▶ **EXTRACTED MATERIAL**
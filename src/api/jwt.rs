//! JWT issuance and validation

use chrono::{Duration, Utc};
use jsonwebtoken::{DecodingKey, EncodingKey, Header, Validation, decode, encode};
use serde::{Deserialize, Serialize};
use tracing::warn;

use crate::config::ApiConfig;

/// Session token claims; `sub` is the account id.
#[derive(Debug, Serialize, Deserialize)]
pub struct Claims {
    pub sub: String,
    pub iat: i64,
    pub exp: i64,
    pub jti: String,
}

pub struct JwtService {
    encoding_key: EncodingKey,
    decoding_key: DecodingKey,
    token_hours: u64,
}

impl JwtService {
    pub fn new(secret: &str, token_hours: u64) -> Self {
        Self {
            encoding_key: EncodingKey::from_secret(secret.as_bytes()),
            decoding_key: DecodingKey::from_secret(secret.as_bytes()),
            token_hours,
        }
    }

    /// Build from configuration. An empty secret gets a random replacement,
    /// which invalidates all sessions on restart.
    pub fn from_config(config: &ApiConfig) -> Self {
        let secret = if config.jwt_secret.is_empty() {
            warn!("JWT secret not configured, generating a random one for this process");
            crate::utils::generate_alias(48)
        } else {
            config.jwt_secret.clone()
        };

        Self::new(&secret, config.token_hours)
    }

    pub fn token_hours(&self) -> u64 {
        self.token_hours
    }

    pub fn generate_token(
        &self,
        account_id: &str,
    ) -> Result<String, jsonwebtoken::errors::Error> {
        let now = Utc::now();
        let claims = Claims {
            sub: account_id.to_string(),
            iat: now.timestamp(),
            exp: (now + Duration::hours(self.token_hours as i64)).timestamp(),
            jti: uuid::Uuid::new_v4().to_string(),
        };

        encode(&Header::default(), &claims, &self.encoding_key)
    }

    pub fn validate_token(&self, token: &str) -> Result<Claims, jsonwebtoken::errors::Error> {
        let token_data = decode::<Claims>(token, &self.decoding_key, &Validation::default())?;
        Ok(token_data.claims)
    }
}

#[cfg(test)]
mod tests {
    use super::*;

    fn create_test_service() -> JwtService {
        JwtService::new("test_secret_key_32_bytes_long!!", 6)
    }

    #[test]
    fn test_generate_and_validate_token() {
        let service = create_test_service();
        let token = service.generate_token("acct-42").unwrap();
        let claims = service.validate_token(&token).unwrap();

        assert_eq!(claims.sub, "acct-42");
        assert!(claims.exp > claims.iat);
    }

    #[test]
    fn test_invalid_token_rejected() {
        let service = create_test_service();
        assert!(service.validate_token("invalid.token.here").is_err());
    }

    #[test]
    fn test_wrong_secret_rejected() {
        let service1 = create_test_service();
        let service2 = JwtService::new("different_secret_key_32_bytes!!", 6);

        let token = service1.generate_token("acct-42").unwrap();
        assert!(service2.validate_token(&token).is_err());
    }

    #[test]
    fn test_expired_token_rejected() {
        let service = create_test_service();

        let now = Utc::now();
        let claims = Claims {
            sub: "acct-42".to_string(),
            iat: (now - Duration::hours(8)).timestamp(),
            exp: (now - Duration::hours(2)).timestamp(),
            jti: uuid::Uuid::new_v4().to_string(),
        };

        let encoding_key = EncodingKey::from_secret(b"test_secret_key_32_bytes_long!!");
        let token = encode(&Header::default(), &claims, &encoding_key).unwrap();

        assert!(service.validate_token(&token).is_err());
    }

    #[test]
    fn test_from_config_with_empty_secret_still_works() {
        let service = JwtService::from_config(&ApiConfig::default());
        let token = service.generate_token("acct-1").unwrap();
        assert_eq!(service.validate_token(&token).unwrap().sub, "acct-1");
    }
}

▶ **THE TASK**
Copy all lines of the listing above that contain the string "DecodingKey".

▶ **SOLUTION TO THE EXERCISE**
use jsonwebtoken::{DecodingKey, EncodingKey, Header, Validation, decode, encode};
    decoding_key: DecodingKey,
            decoding_key: DecodingKey::from_secret(secret.as_bytes()),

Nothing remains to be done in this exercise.